[[ Study material open ]]
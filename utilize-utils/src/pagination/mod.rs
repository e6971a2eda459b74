//! Stable facade for pagination helpers used by command handlers.

/// Default idle timeout for button-based pagination sessions.
pub const DEFAULT_TIMEOUT_SECS: u64 = 120;

pub mod collector;
mod components;
pub mod event;
pub mod paginator;
pub mod respond;
pub mod state;

pub use collector::{ComponentCollector, component_message_id, route_component};
pub use components::build_nav_components;
pub use event::ComponentEvent;
pub use paginator::{PageRenderer, Paginator, RunningPaginator};
pub use respond::{
    EmbedPageRenderer, respond_ephemeral_message, respond_update_message, respond_wrong_user,
    send_paginated, send_paginated_default,
};
pub use state::{ButtonRow, NavAction, NavButton, NavSlot, PagerState, label_custom_id};
//! Webhook delivery for forwarded errors.

use std::{borrow::Cow, sync::Arc};

use async_trait::async_trait;
use reqwest::Url;
use twilight_http::Client;
use twilight_model::id::{Id, marker::WebhookMarker};

use utilize_core::{UtilizeError, UtilizeResult};

/// Discord's message content limit, in characters.
pub const MESSAGE_CONTENT_LIMIT: usize = 2000;

const ELLIPSIS: &str = "...";

/// Destination for forwarded error text.
#[async_trait]
pub trait WebhookSink: Send + Sync {
    async fn send(&self, content: &str) -> anyhow::Result<()>;
}

/// How a webhook is identified.
#[derive(Debug, Clone, PartialEq, Eq)]
pub enum WebhookConfig {
    Credentials { id: Id<WebhookMarker>, token: String },
    Url(String),
}

impl WebhookConfig {
    /// Resolve to the webhook's id and token.
    pub fn into_credentials(self) -> UtilizeResult<(Id<WebhookMarker>, String)> {
        match self {
            Self::Credentials { id, token } if !token.is_empty() => Ok((id, token)),
            Self::Credentials { .. } => Err(UtilizeError::invalid("webhook token is empty")),
            Self::Url(url) => parse_webhook_url(&url),
        }
    }
}

/// Parse `https://discord.com/api/webhooks/{id}/{token}`.
///
/// Versioned API paths and the `discordapp.com`, `canary.` and `ptb.` hosts are accepted.
pub fn parse_webhook_url(url: &str) -> UtilizeResult<(Id<WebhookMarker>, String)> {
    let parsed = Url::parse(url)
        .map_err(|source| UtilizeError::invalid(format!("invalid webhook url: {source}")))?;

    let host = parsed.host_str().unwrap_or_default();
    let discord_host = ["discord.com", "discordapp.com"]
        .iter()
        .any(|domain| host == *domain || host.ends_with(&format!(".{domain}")));
    if !discord_host {
        return Err(UtilizeError::invalid(format!(
            "webhook url must point at discord.com, got `{host}`"
        )));
    }

    let segments: Vec<&str> = parsed
        .path_segments()
        .map(|segments| segments.filter(|segment| !segment.is_empty()).collect())
        .unwrap_or_default();

    let Some(position) = segments.iter().position(|segment| *segment == "webhooks") else {
        return Err(UtilizeError::invalid("webhook url has no /webhooks/ path"));
    };

    let (Some(id), Some(token)) = (segments.get(position + 1), segments.get(position + 2)) else {
        return Err(UtilizeError::invalid(
            "webhook url must end with /webhooks/{id}/{token}",
        ));
    };

    let id = id
        .parse::<u64>()
        .ok()
        .and_then(Id::new_checked)
        .ok_or_else(|| UtilizeError::invalid(format!("invalid webhook id `{id}`")))?;

    Ok((id, (*token).to_owned()))
}

/// Shorten `content` to fit in one Discord message.
pub fn truncate_content(content: &str) -> Cow<'_, str> {
    if content.chars().count() <= MESSAGE_CONTENT_LIMIT {
        return Cow::Borrowed(content);
    }

    let keep = MESSAGE_CONTENT_LIMIT - ELLIPSIS.len();
    let mut truncated: String = content.chars().take(keep).collect();
    truncated.push_str(ELLIPSIS);
    Cow::Owned(truncated)
}

/// [`WebhookSink`] that executes a Discord webhook through twilight.
pub struct TwilightWebhook {
    http: Arc<Client>,
    id: Id<WebhookMarker>,
    token: String,
}

impl TwilightWebhook {
    pub fn new(http: Arc<Client>, config: WebhookConfig) -> UtilizeResult<Self> {
        let (id, token) = config.into_credentials()?;
        Ok(Self { http, id, token })
    }

    pub fn id(&self) -> Id<WebhookMarker> {
        self.id
    }
}

#[async_trait]
impl WebhookSink for TwilightWebhook {
    async fn send(&self, content: &str) -> anyhow::Result<()> {
        let content = truncate_content(content);
        self.http
            .execute_webhook(self.id, &self.token)
            .content(&content)
            .await?;

        Ok(())
    }
}

#[cfg(test)]
mod tests {
    use super::*;

    #[test]
    fn parses_standard_and_versioned_urls() {
        let (id, token) = parse_webhook_url("https://discord.com/api/webhooks/123/abc-DEF").unwrap();
        assert_eq!(id.get(), 123);
        assert_eq!(token, "abc-DEF");

        let (id, token) =
            parse_webhook_url("https://canary.discordapp.com/api/v10/webhooks/9/tok/").unwrap();
        assert_eq!(id.get(), 9);
        assert_eq!(token, "tok");
    }

    #[test]
    fn rejects_malformed_urls() {
        for url in [
            "not a url",
            "https://example.com/api/webhooks/1/token",
            "https://discord.com/api/channels/1",
            "https://discord.com/api/webhooks/1",
            "https://discord.com/api/webhooks/0/token",
            "https://discord.com/api/webhooks/abc/token",
        ] {
            assert!(
                matches!(parse_webhook_url(url), Err(UtilizeError::InvalidArgument(_))),
                "{url} should be rejected"
            );
        }
    }

    #[test]
    fn credentials_need_a_token() {
        let config = WebhookConfig::Credentials {
            id: Id::new(5),
            token: String::new(),
        };
        assert!(config.into_credentials().is_err());
    }

    #[test]
    fn long_content_is_truncated_to_the_limit() {
        assert!(matches!(truncate_content("short"), Cow::Borrowed("short")));

        let long = "é".repeat(MESSAGE_CONTENT_LIMIT + 10);
        let truncated = truncate_content(&long);
        assert_eq!(truncated.chars().count(), MESSAGE_CONTENT_LIMIT);
        assert!(truncated.ends_with(ELLIPSIS));
    }
}
//! Event sources and a keyed fan-out hub.
//!
//! Components in this workspace never register global listeners. They are
//! handed an [`EventSource`] and pull events from it until it ends.

use std::{collections::HashMap, hash::Hash, sync::Arc};

use async_trait::async_trait;
use tokio::sync::{Mutex, mpsc};
use twilight_model::{
    gateway::payload::incoming::InteractionCreate,
    id::{Id, marker::MessageMarker},
};

/// Per-subscription buffer used by [`EventHub::subscribe`].
pub const DEFAULT_HUB_CAPACITY: usize = 16;

/// A stream of events consumed by a single owner.
///
/// `None` means the source is exhausted and will not yield again.
#[async_trait]
pub trait EventSource<E>: Send {
    async fn next_event(&mut self) -> Option<E>;
}

#[async_trait]
impl<E: Send> EventSource<E> for mpsc::Receiver<E> {
    async fn next_event(&mut self) -> Option<E> {
        self.recv().await
    }
}

#[async_trait]
impl<E: Send> EventSource<E> for mpsc::UnboundedReceiver<E> {
    async fn next_event(&mut self) -> Option<E> {
        self.recv().await
    }
}

#[async_trait]
impl<E: Send, S: EventSource<E> + ?Sized> EventSource<E> for Box<S> {
    async fn next_event(&mut self) -> Option<E> {
        (**self).next_event().await
    }
}

/// Routes events to at most one subscriber per key.
///
/// Routes whose receiver was dropped are pruned on the next dispatch.
pub struct EventHub<K, E> {
    routes: Arc<Mutex<HashMap<K, mpsc::Sender<E>>>>,
    capacity: usize,
}

/// Hub routing component interactions to the collector of their message.
pub type ComponentHub = EventHub<Id<MessageMarker>, Box<InteractionCreate>>;

impl<K, E> Clone for EventHub<K, E> {
    fn clone(&self) -> Self {
        Self {
            routes: Arc::clone(&self.routes),
            capacity: self.capacity,
        }
    }
}

impl<K, E> Default for EventHub<K, E> {
    fn default() -> Self {
        Self::with_capacity(DEFAULT_HUB_CAPACITY)
    }
}

impl<K, E> EventHub<K, E> {
    pub fn with_capacity(capacity: usize) -> Self {
        Self {
            routes: Arc::new(Mutex::new(HashMap::new())),
            capacity: capacity.max(1),
        }
    }
}

impl<K, E> EventHub<K, E>
where
    K: Eq + Hash + Send,
    E: Send,
{
    /// Register a subscriber for `key`, replacing any previous one.
    ///
    /// Routes of subscribers that already went away are swept first.
    pub async fn subscribe(&self, key: K) -> mpsc::Receiver<E> {
        let (tx, rx) = mpsc::channel(self.capacity);
        let mut routes = self.routes.lock().await;
        routes.retain(|_, sender| !sender.is_closed());
        routes.insert(key, tx);
        rx
    }

    /// Drop the route for `key` if its receiver was closed or dropped.
    pub async fn remove_closed(&self, key: &K) -> bool {
        prune_closed(&mut *self.routes.lock().await, key)
    }

    /// Like [`remove_closed`](Self::remove_closed) without waiting; gives up when the routes are locked.
    pub fn try_remove_closed(&self, key: &K) -> bool {
        match self.routes.try_lock() {
            Ok(mut routes) => prune_closed(&mut routes, key),
            Err(_) => false,
        }
    }

    /// Remove the subscriber for `key`, ending its stream.
    pub async fn unsubscribe(&self, key: &K) -> bool {
        self.routes.lock().await.remove(key).is_some()
    }

    /// Deliver `event` to the subscriber of `key`.
    ///
    /// Gives the event back when nobody is listening.
    pub async fn dispatch(&self, key: &K, event: E) -> Result<(), E> {
        let sender = {
            let routes = self.routes.lock().await;
            match routes.get(key) {
                Some(sender) => sender.clone(),
                None => return Err(event),
            }
        };

        match sender.send(event).await {
            Ok(()) => Ok(()),
            Err(mpsc::error::SendError(event)) => {
                let mut routes = self.routes.lock().await;
                if routes.get(key).is_some_and(|current| current.same_channel(&sender)) {
                    routes.remove(key);
                }
                Err(event)
            }
        }
    }

    pub async fn len(&self) -> usize {
        self.routes.lock().await.len()
    }

    pub async fn is_empty(&self) -> bool {
        self.len().await == 0
    }
}

fn prune_closed<K: Eq + Hash, E>(routes: &mut HashMap<K, mpsc::Sender<E>>, key: &K) -> bool {
    if routes.get(key).is_some_and(mpsc::Sender::is_closed) {
        routes.remove(key);
        true
    } else {
        false
    }
}
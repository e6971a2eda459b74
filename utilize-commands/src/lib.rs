pub mod utility;

use tracing::debug;
use twilight_model::gateway::payload::incoming::{InteractionCreate, MessageCreate};

use utilize_core::Context;
use utilize_utils::{
    COMMAND_PREFIX,
    pagination::{
        ComponentEvent, NavAction, component_message_id, label_custom_id,
        respond_ephemeral_message, route_component,
    },
};

/// Reply for clicks on a pager whose collector has already ended.
pub const PAGINATION_EXPIRED_MESSAGE: &str = "This pagination session has expired.";

// Global command meta data
pub struct CommandMeta {
    pub name: &'static str,
    pub desc: &'static str,
    pub category: &'static str,
    pub usage: &'static str,
}

pub const COMMANDS: &[CommandMeta] = &[
    utility::pages::META,
    utility::embed::META,
    utility::list::META,
    utility::shuffle::META,
    utility::pick::META,
    utility::common::META,
    utility::panic::META,
    utility::help::META,
    // Add new commands here
];

/// A prefixed message split into its lowercased command and whitespace-separated args.
#[derive(Debug, PartialEq, Eq)]
pub struct ParsedCommand<'a> {
    pub name: String,
    pub args: Vec<&'a str>,
}

pub fn parse_command(content: &str) -> Option<ParsedCommand<'_>> {
    let content = content.trim().strip_prefix(COMMAND_PREFIX)?.trim();
    let mut parts = content.split_whitespace();
    let name = parts.next()?.to_ascii_lowercase();

    Some(ParsedCommand {
        name,
        args: parts.collect(),
    })
}

pub async fn handle_message(ctx: Context, msg: Box<MessageCreate>) -> anyhow::Result<()> {
    if msg.author.bot {
        return Ok(());
    }

    let content = msg.content.clone();
    let Some(command) = parse_command(&content) else {
        return Ok(());
    };
    let args = command.args.as_slice();

    match command.name.as_str() {
        "pages" => utility::pages::run(ctx.clone(), msg, args.first().copied()).await?,
        "embed" => utility::embed::run(ctx.clone(), msg, args).await?,
        "list" => utility::list::run(ctx.clone(), msg, args).await?,
        "shuffle" => utility::shuffle::run(ctx.clone(), msg, args).await?,
        "pick" => utility::pick::run(ctx.clone(), msg, args).await?,
        "common" => utility::common::run(ctx.clone(), msg, args).await?,
        "panic" => utility::panic::run(ctx.clone(), msg).await?,
        "help" => utility::help::run(ctx.clone(), msg, args.first().copied()).await?,
        // Add new commands here
        _ => {}
    }

    Ok(())
}

pub async fn handle_interaction(
    ctx: Context,
    interaction: Box<InteractionCreate>,
) -> anyhow::Result<()> {
    if component_message_id(&interaction).is_none() {
        return Ok(());
    }

    let Err(interaction) = route_component(&ctx.components, interaction).await else {
        return Ok(());
    };

    let is_pager_button = interaction
        .custom_id()
        .is_some_and(|id| NavAction::from_custom_id(id).is_some() || id == label_custom_id());

    if is_pager_button {
        debug!(interaction_id = interaction.id.get(), "click on an expired pager");
        respond_ephemeral_message(&ctx.http, &interaction, PAGINATION_EXPIRED_MESSAGE).await?;
    }

    Ok(())
}

#[cfg(test)]
mod tests {
    use super::*;

    #[test]
    fn parses_prefix_command_and_args() {
        let parsed = parse_command("  !LIST  a b   c ").unwrap();
        assert_eq!(parsed.name, "list");
        assert_eq!(parsed.args, vec!["a", "b", "c"]);
    }

    #[test]
    fn ignores_messages_without_prefix_or_command() {
        assert!(parse_command("list a b").is_none());
        assert!(parse_command("!").is_none());
        assert!(parse_command("!   ").is_none());
    }

    #[test]
    fn command_names_are_unique() {
        let mut names: Vec<&str> = COMMANDS.iter().map(|meta| meta.name).collect();
        names.sort_unstable();
        names.dedup();
        assert_eq!(names.len(), COMMANDS.len());
    }
}
use twilight_model::gateway::payload::incoming::MessageCreate;
use twilight_util::builder::embed::EmbedBuilder;

use crate::{COMMANDS, CommandMeta};
use utilize_core::Context;
use utilize_utils::{array::sort_by_name, embed::SUCCESS_COLOR};

pub const META: CommandMeta = CommandMeta {
    name: "help",
    desc: "Lists out all available commands.",
    category: "utility",
    usage: "!help [category]",
};

/// Command list grouped by category, or `None` for an unknown category.
pub fn help_description(category: Option<&str>) -> Option<String> {
    let categories: Vec<&str> = COMMANDS.iter().map(|meta| meta.category).collect();
    let mut categories = sort_by_name(&categories);
    categories.dedup();

    if let Some(wanted) = category
        && !categories.contains(&wanted)
    {
        return None;
    }

    let sections = categories
        .into_iter()
        .filter(|name| category.is_none_or(|wanted| wanted == *name))
        .map(|name| {
            let lines = COMMANDS
                .iter()
                .filter(|meta| meta.category == name)
                .map(|meta| format!("`{}` {}", meta.usage, meta.desc))
                .collect::<Vec<_>>()
                .join("\n");
            format!("**{name}**\n{lines}")
        })
        .collect::<Vec<_>>();

    Some(sections.join("\n\n"))
}

pub async fn run(ctx: Context, msg: Box<MessageCreate>, arg1: Option<&str>) -> anyhow::Result<()> {
    let http = &ctx.http;
    let category = arg1.map(str::to_ascii_lowercase);

    let Some(description) = help_description(category.as_deref()) else {
        let out = format!("Unknown category. Usage: `{}`", META.usage);
        http.create_message(msg.channel_id).content(&out).await?;
        return Ok(());
    };

    let embed = EmbedBuilder::new()
        .title("Commands")
        .color(SUCCESS_COLOR)
        .description(description)
        .validate()?
        .build();

    http.create_message(msg.channel_id)
        .embeds(&[embed])
        .await?;

    Ok(())
}

#[cfg(test)]
mod tests {
    use super::*;

    #[test]
    fn lists_every_command_under_its_category() {
        let description = help_description(None).unwrap();
        for meta in COMMANDS {
            assert!(description.contains(meta.usage), "{} missing", meta.name);
            assert!(description.contains(meta.desc));
        }
        assert!(description.find("**diagnostics**") < description.find("**utility**"));
    }

    #[test]
    fn filters_by_category() {
        let description = help_description(Some("diagnostics")).unwrap();
        assert!(description.contains("!panic"));
        assert!(!description.contains("!pages"));

        assert_eq!(help_description(Some("moderation")), None);
    }
}
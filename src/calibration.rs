//! Battery calibration for Swissinno traps.
//!
//! The trap reports its battery as an ADC-like code. The conversion constants
//! below were derived empirically against a bench supply; they are device
//! calibration and must not be simplified.

use serde::Deserialize;

/// Raw code reported at 0 V.
pub const RAW_ZERO_OFFSET: f64 = 253.0;

/// Raw code increments per volt.
pub const RAW_COUNTS_PER_VOLT: f64 = 72.0;

/// Voltage window used to map a cell voltage onto 0-100 %.
#[derive(Debug, Clone, Copy, PartialEq, Deserialize)]
pub struct BatteryProfile {
    /// Voltage reported as 0 %
    pub min_voltage: f64,
    /// Voltage reported as 100 %
    pub max_voltage: f64,
}

impl BatteryProfile {
    /// Two alkaline AA cells.
    pub const DISPOSABLE: BatteryProfile = BatteryProfile {
        min_voltage: 2.0,
        max_voltage: 3.2,
    };

    /// Two NiMH AA cells.
    pub const RECHARGEABLE: BatteryProfile = BatteryProfile {
        min_voltage: 2.0,
        max_voltage: 2.8,
    };

    pub fn is_valid(&self) -> bool {
        self.min_voltage.is_finite()
            && self.max_voltage.is_finite()
            && self.min_voltage < self.max_voltage
    }

    /// Battery percentage for `voltage` within this profile.
    pub fn percent(&self, voltage: f64) -> u8 {
        percent_from_voltage(voltage, self.min_voltage, self.max_voltage)
    }
}

/// The pair of profiles a device chooses from with its `rechargeable` flag.
#[derive(Debug, Clone, Copy, PartialEq, Deserialize)]
#[serde(default)]
pub struct Calibration {
    pub disposable: BatteryProfile,
    pub rechargeable: BatteryProfile,
}

impl Default for Calibration {
    fn default() -> Self {
        Self {
            disposable: BatteryProfile::DISPOSABLE,
            rechargeable: BatteryProfile::RECHARGEABLE,
        }
    }
}

impl Calibration {
    pub fn profile(&self, rechargeable: bool) -> BatteryProfile {
        if rechargeable {
            self.rechargeable
        } else {
            self.disposable
        }
    }
}

/// Convert a raw battery code into volts, rounded to two decimals.
///
/// Codes below the zero offset produce negative voltages; the percentage
/// conversion clamps those to 0 %.
pub fn voltage_from_raw(raw: u16) -> f64 {
    let volts = (f64::from(raw) - RAW_ZERO_OFFSET) / RAW_COUNTS_PER_VOLT;
    (volts * 100.0).round_ties_even() / 100.0
}

/// Map a voltage onto a 0-100 battery percentage.
///
/// The result is always clamped, even for voltages outside the window. A
/// degenerate window (`max_v <= min_v`) reports 100 at or above `max_v` and 0
/// below it.
pub fn percent_from_voltage(voltage: f64, min_v: f64, max_v: f64) -> u8 {
    if max_v <= min_v {
        return if voltage >= max_v { 100 } else { 0 };
    }

    let percent = ((voltage - min_v) / (max_v - min_v) * 100.0).round_ties_even();
    if percent.is_nan() {
        return 0;
    }
    percent.clamp(0.0, 100.0) as u8
}

#[cfg(test)]
mod tests {
    use super::*;

    #[test]
    fn test_voltage_from_raw_reference_points() {
        assert_eq!(voltage_from_raw(253), 0.0);
        assert_eq!(voltage_from_raw(325), 1.0);
        assert_eq!(voltage_from_raw(469), 3.0);
    }

    #[test]
    fn test_voltage_from_raw_rounds_to_two_decimals() {
        // (400 - 253) / 72 = 2.041666...
        assert_eq!(voltage_from_raw(400), 2.04);
        // (460 - 253) / 72 = 2.875
        assert_eq!(voltage_from_raw(460), 2.88);
    }

    #[test]
    fn test_voltage_from_raw_below_offset_is_negative() {
        assert!(voltage_from_raw(0) < 0.0);
    }

    #[test]
    fn test_percent_at_bounds() {
        assert_eq!(percent_from_voltage(2.0, 2.0, 3.2), 0);
        assert_eq!(percent_from_voltage(3.2, 2.0, 3.2), 100);
        assert_eq!(percent_from_voltage(2.6, 2.0, 3.2), 50);
    }

    #[test]
    fn test_percent_is_clamped() {
        assert_eq!(percent_from_voltage(1.0, 2.0, 3.2), 0);
        assert_eq!(percent_from_voltage(4.0, 2.0, 3.2), 100);
        assert_eq!(percent_from_voltage(-7.5, 2.0, 3.2), 0);
    }

    #[test]
    fn test_percent_degenerate_window() {
        assert_eq!(percent_from_voltage(3.0, 3.0, 3.0), 100);
        assert_eq!(percent_from_voltage(2.9, 3.0, 3.0), 0);
        assert_eq!(percent_from_voltage(2.9, 3.0, 2.0), 100);
    }

    #[test]
    fn test_percent_nan_voltage() {
        assert_eq!(percent_from_voltage(f64::NAN, 2.0, 3.2), 0);
    }

    #[test]
    fn test_profile_selection() {
        let calibration = Calibration::default();
        assert_eq!(calibration.profile(false), BatteryProfile::DISPOSABLE);
        assert_eq!(calibration.profile(true), BatteryProfile::RECHARGEABLE);
        assert_eq!(calibration.profile(true).percent(2.8), 100);
        assert_eq!(calibration.profile(false).percent(2.8), 67);
    }

    #[test]
    fn test_profile_validity() {
        assert!(BatteryProfile::DISPOSABLE.is_valid());
        let inverted = BatteryProfile {
            min_voltage: 3.0,
            max_voltage: 2.0,
        };
        assert!(!inverted.is_valid());
    }
}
[[ Study material closed ]]
== The task ==
Among the entries, find every line holding "panic" and return it.

== Final answer ==
    utility::panic::META,
        "panic" => utility::panic::run(ctx.clone(), msg).await?,
        assert!(description.contains("!panic"));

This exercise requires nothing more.